Doug's Book Chapter Three
A Cast of Thousands
When the Russians and Americans were locked in rivalry over their space efforts through the late 1950’s into the 1960’s, the Soviets had one genius above all others on their side. Sergei Korolev was their main rocket scientist, a brilliant man who was responsible for much of the development and design that went into the big rocket propulsion systems. Partly because they were afraid of him being personally identified by the Americans, partly because it served the secretive nature of the Soviet system, Korolev was kept in the shadows despite the crucial part he played. He was simply referred to obliquely and enigmatically as The Great Designer.
Simon Bishop is Freeze Frame’s Great Designer. The man has a quietly magic feel for the page. Not for him the messy layouts that can all too often dominate a book that’s using lots of pictures. I remember an early brainstorm session about the book – we decided there would be three criteria we’d try to fulfill. We wanted it classy, and elegant, but also friendly. Simon grabbed that concept and immediately began to refine it. Each spread was a challenge to him, he had a knack for making each subtly different, playing to the strength of the individual pictures so that the end result had a uniqueness but was also clearly a page that belonged in the brotherhood of the book.
Roz Kidman Cox is a long standing friend. I’d written articles for her when she was editor of BBC Wildlife. Now she’s freelancing, with a string of BBC books to her name. She had faith in my ability to write the stories that my book now needed, and that was always her mantra. “Just write them like you’d tell them” she advised me. She also reassured me when I was thinking very early on about how to break the book into chapters. I was asking how about “Antarctic – Arctic?” “Year by Year?” “Animal Stories here, People stories there?” Roz just said not to get bogged down, just get the words on the page, the divisions would suggest themselves later. “And” she added “Doing them down the line will mean we come up with ideas a lot more novel than these ones on the table from you now.” She was dead right. We were both on the same wavelength right from the start over the style. I could usually come up with a first draft that was 90% ok, but we’d go through many fine tuning rewrites, wrangling the phrase or the grammar to the ground then kicking it around some more until we were both satisfied. Hackles were raised (and then just by a few millimeters) only over hyphens – I was a minimalist while Roz was a perfectionist. You can judge for yourself when you read the book.

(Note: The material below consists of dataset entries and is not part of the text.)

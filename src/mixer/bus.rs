//! Thread-safe clip mixer.

use super::clip::Clip;
use crate::synth::{Frame, SampleBuffer};
use parking_lot::Mutex;

/// Output samples are hard-clipped to `[-CLIP_LIMIT, CLIP_LIMIT]`.
pub const CLIP_LIMIT: f32 = 0.9;

const INITIAL_CAPACITY: usize = 32;

#[derive(Debug)]
struct Inner {
    active: Vec<Clip>,
    /// Finished buffers waiting to be freed off the audio thread.
    retired: Vec<SampleBuffer>,
}

impl Inner {
    /// A render pass retires at most one buffer per active clip, so the
    /// retired list only needs replacing once it holds something or could
    /// overflow.
    fn retired_needs_swap(&self) -> bool {
        !self.retired.is_empty() || self.retired.capacity() < self.active.len()
    }
}

/// Sums any number of overlapping clips into one stereo stream.
///
/// The producer side calls [`MixBus::enqueue`] from the simulation thread, the
/// consumer side calls [`MixBus::render_into`] from the audio callback. A single
/// lock covers both, so a render pass never sees a clip half-inserted, and a
/// clip enqueued before a pass always starts from its first frame.
///
/// Exhausted buffers are moved to a retired list during rendering and dropped
/// later by the producer side, so the audio thread never frees memory.
///
/// # Examples
///
/// ```
/// use earshot::{Frame, MixBus, SampleBuffer};
///
/// let bus = MixBus::new();
/// bus.enqueue(vec![Frame::mono(0.25); 3].into());
/// bus.enqueue(vec![Frame::mono(0.5); 2].into());
///
/// let out = bus.render(4);
/// assert_eq!(out[0], Frame::mono(0.75));
/// assert_eq!(out[2], Frame::mono(0.25));
/// assert_eq!(out[3], Frame::SILENCE);
/// assert_eq!(bus.active_clips(), 0);
/// ```
#[derive(Debug)]
pub struct MixBus {
    inner: Mutex<Inner>,
}

impl MixBus {
    pub fn new() -> Self {
        Self::with_capacity(INITIAL_CAPACITY)
    }

    /// Creates a bus with room for `capacity` simultaneous clips before the
    /// clip list has to grow.
    pub fn with_capacity(capacity: usize) -> Self {
        Self {
            inner: Mutex::new(Inner {
                active: Vec::with_capacity(capacity),
                retired: Vec::with_capacity(capacity),
            }),
        }
    }

    /// Starts playing `buffer` from its first frame on the next render pass.
    ///
    /// Empty buffers are ignored. Never call this from inside a render pass.
    pub fn enqueue(&self, buffer: SampleBuffer) {
        if buffer.is_empty() {
            return;
        }
        self.inner.lock().active.push(Clip::new(buffer));
        drop(self.take_retired());
    }

    /// Frees buffers of clips that have finished playing.
    ///
    /// Call periodically from the producer thread.
    pub fn reclaim(&self) {
        drop(self.take_retired());
    }

    /// Swaps the retired list for an empty one with room for every active
    /// clip and hands back the old list.
    ///
    /// The replacement is allocated with the lock released. If more clips
    /// arrived in the meantime it is too small and the swap is retried.
    fn take_retired(&self) -> Vec<SampleBuffer> {
        loop {
            let capacity = {
                let inner = self.inner.lock();
                if !inner.retired_needs_swap() {
                    return Vec::new();
                }
                inner.active.capacity().max(INITIAL_CAPACITY)
            };

            let mut spare = Vec::with_capacity(capacity);
            let mut inner = self.inner.lock();
            if spare.capacity() >= inner.active.len() {
                std::mem::swap(&mut inner.retired, &mut spare);
                return spare;
            }
        }
    }

    /// Renders `frame_count` frames into a new buffer.
    pub fn render(&self, frame_count: usize) -> Vec<Frame> {
        let mut out = vec![Frame::SILENCE; frame_count];
        self.render_into(&mut out);
        out
    }

    /// Renders one block into `out`, overwriting its contents.
    ///
    /// Every active clip contributes its next `min(out.len(), remaining)`
    /// frames at offset zero. Clips that reach their end are removed, and the
    /// summed output is hard-clipped to [`CLIP_LIMIT`].
    pub fn render_into(&self, out: &mut [Frame]) {
        out.fill(Frame::SILENCE);

        {
            let mut inner = self.inner.lock();
            let Inner { active, retired } = &mut *inner;

            let mut i = 0;
            while i < active.len() {
                active[i].mix_into(out);
                if active[i].is_exhausted() {
                    retired.push(active.swap_remove(i).into_buffer());
                } else {
                    i += 1;
                }
            }
        }

        for frame in out.iter_mut() {
            *frame = frame.clip(CLIP_LIMIT);
        }
    }

    /// Renders `out` as consecutive passes of at most `block_size` frames.
    ///
    /// Keeps the pass size fixed when the device asks for more frames per
    /// callback than one block.
    pub fn render_blocks(&self, out: &mut [Frame], block_size: usize) {
        for chunk in out.chunks_mut(block_size.max(1)) {
            self.render_into(chunk);
        }
    }

    /// Number of clips still playing.
    pub fn active_clips(&self) -> usize {
        self.inner.lock().active.len()
    }

    /// True when nothing is left to play.
    pub fn is_idle(&self) -> bool {
        self.active_clips() == 0
    }
}

impl Default for MixBus {
    fn default() -> Self {
        Self::new()
    }
}
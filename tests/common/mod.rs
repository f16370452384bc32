//! Shared helpers for the integration tests.

#![allow(dead_code)]

use earshot::{InputAdapter, InputEvent, Result};
use parking_lot::Mutex;
use std::collections::VecDeque;
use std::sync::Arc;

#[derive(Debug, Default)]
pub struct Script {
    /// Events handed out by successive polls. Polls past the end see nothing.
    pub batches: VecDeque<Vec<InputEvent>>,
    pub polls: usize,
    pub waits: usize,
    pub disconnected: bool,
}

/// Input adapter driven by a script the test keeps a handle to.
#[derive(Debug, Clone, Default)]
pub struct ScriptedInput {
    script: Arc<Mutex<Script>>,
}

impl ScriptedInput {
    pub fn new() -> Self {
        Self::default()
    }

    /// Queues the events returned by the next unanswered poll.
    pub fn push(&self, events: &[InputEvent]) {
        self.script.lock().batches.push_back(events.to_vec());
    }

    pub fn polls(&self) -> usize {
        self.script.lock().polls
    }

    pub fn set_connected(&self, connected: bool) {
        self.script.lock().disconnected = !connected;
    }
}

impl InputAdapter for ScriptedInput {
    fn poll(&mut self, events: &mut Vec<InputEvent>) -> Result<()> {
        let mut script = self.script.lock();
        script.polls += 1;
        if let Some(batch) = script.batches.pop_front() {
            events.extend(batch);
        }
        Ok(())
    }

    fn wait_for_device(&mut self) -> Result<()> {
        let mut script = self.script.lock();
        script.waits += 1;
        script.disconnected = false;
        Ok(())
    }

    fn is_connected(&self) -> bool {
        !self.script.lock().disconnected
    }
}
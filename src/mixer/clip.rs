//! A sample buffer paired with its playback position.

use crate::synth::{Frame, SampleBuffer};

/// An active sound in the mixer.
///
/// The cursor is the index of the next unread frame. A clip is exhausted once
/// the cursor reaches the end of its buffer.
#[derive(Debug)]
pub struct Clip {
    buffer: SampleBuffer,
    cursor: usize,
}

impl Clip {
    /// Wraps a buffer with the cursor at the first frame.
    pub fn new(buffer: SampleBuffer) -> Self {
        Self { buffer, cursor: 0 }
    }

    pub fn cursor(&self) -> usize {
        self.cursor
    }

    pub fn len(&self) -> usize {
        self.buffer.len()
    }

    pub fn is_empty(&self) -> bool {
        self.buffer.is_empty()
    }

    /// Frames left to play.
    pub fn remaining(&self) -> usize {
        self.buffer.len() - self.cursor
    }

    pub fn is_exhausted(&self) -> bool {
        self.cursor >= self.buffer.len()
    }

    /// Adds the next frames of the clip into `out`, starting at `out[0]`.
    ///
    /// Copies `min(out.len(), remaining)` frames and advances the cursor by
    /// that count.
    ///
    /// # Returns
    ///
    /// The number of frames mixed
    pub fn mix_into(&mut self, out: &mut [Frame]) -> usize {
        let count = out.len().min(self.remaining());
        let source = &self.buffer.frames()[self.cursor..self.cursor + count];
        for (dst, src) in out.iter_mut().zip(source) {
            *dst += *src;
        }
        self.cursor += count;
        count
    }

    /// Releases the underlying buffer.
    pub fn into_buffer(self) -> SampleBuffer {
        self.buffer
    }
}

#[cfg(test)]
mod tests {
    use super::*;

    fn ramp(len: usize) -> SampleBuffer {
        (0..len).map(|i| Frame::mono(i as f32)).collect()
    }

    #[test]
    fn test_new_clip_starts_at_zero() {
        let clip = Clip::new(ramp(5));
        assert_eq!(clip.cursor(), 0);
        assert_eq!(clip.remaining(), 5);
        assert!(!clip.is_exhausted());
    }

    #[test]
    fn test_mix_into_adds_and_advances() {
        let mut clip = Clip::new(ramp(5));
        let mut out = vec![Frame::mono(10.0); 3];

        assert_eq!(clip.mix_into(&mut out), 3);
        assert_eq!(out, vec![Frame::mono(10.0), Frame::mono(11.0), Frame::mono(12.0)]);
        assert_eq!(clip.cursor(), 3);

        let mut out = vec![Frame::SILENCE; 3];
        assert_eq!(clip.mix_into(&mut out), 2);
        assert_eq!(out, vec![Frame::mono(3.0), Frame::mono(4.0), Frame::SILENCE]);
        assert!(clip.is_exhausted());
    }

    #[test]
    fn test_exhausted_clip_mixes_nothing() {
        let mut clip = Clip::new(ramp(2));
        let mut out = vec![Frame::SILENCE; 4];
        clip.mix_into(&mut out);

        let mut out = vec![Frame::SILENCE; 4];
        assert_eq!(clip.mix_into(&mut out), 0);
        assert!(out.iter().all(|f| *f == Frame::SILENCE));
    }
}
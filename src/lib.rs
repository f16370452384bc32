//! Earshot - an audio-only bounce-and-return arcade game
//!
//! A ball travels across a one-dimensional court and the player presses a
//! single button to send it back before it crosses the line. There is nothing
//! to see: position is conveyed by pitch and stereo placement, and every game
//! event has its own synthesized sound.
//!
//! The crate is built from three layers:
//! - [`synth`]: pure generation of stereo sample buffers (tones, chords,
//!   sweeps, melodies)
//! - [`mixer`]: a thread-safe bus that sums overlapping clips for a real-time
//!   audio callback
//! - [`game`]: the simulation state machine and the loop that schedules its
//!   sounds
//!
//! Live playback (`driver`) and gamepad input are behind the `playback` and
//! `gamepad` features.

pub mod config;
pub mod core;
#[cfg(feature = "playback")]
pub mod driver;
pub mod error;
pub mod game;
pub mod input;
pub mod mixer;
pub mod sounds;
pub mod synth;

/// Output sample rate in Hz.
pub const SAMPLE_RATE: u32 = 44100;

// Re-export commonly used types at the crate root
pub use config::{AudioConfig, GameConfig, Latency};
pub use crate::core::{Pitched, Signal};
#[cfg(feature = "playback")]
pub use driver::AudioDriver;
pub use error::{Error, Result};
pub use game::{Cue, GameLoop, GameState, Step};
pub use input::{InputAdapter, InputEvent, KeyboardInput};
#[cfg(feature = "gamepad")]
pub use input::GamepadInput;
pub use mixer::{CLIP_LIMIT, Clip, MixBus};
pub use sounds::Sound;
pub use synth::{EdgeFade, Frame, LinearRamp, Melody, SampleBuffer, SineOscillator, Tone};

We made a good trio - similar sense of humour, lots of mutual respect, minimal egos. I sensed from the start that this was going to be a book where the eventual whole product would be greater than the sum of its parts. It immediately felt like the process of making a film, but with a small number of like minded people compared to a big series. I’m not at all knocking my involvement with the big series but it’s simply that their huge scope and ambitions mean big all round scale. One off films I’ve done like Life at the Edge, Polar Bear Special, People of the Sea or A Boy Among Polar Bears give a different buzz, a bit more intimate. Small is beautiful sort of thing. This was the feeling of the book.
Right from the word go, I also had the vision for the final product – all those false starts over the years weren’t wasted – and to have involved a publisher would have slowed up things up, would have meant somehow immediate compromise with that vision. It just would have been hassley. We also had the figures for Sue’s Cold Places which had been self published a few months earlier. I could see the encouragingly brisk sales coming in for that. That gave me further confidence.
So with all the experience of 35 years in the poles, and all the naivity of a second time self publisher, in April 2011 we hit the road.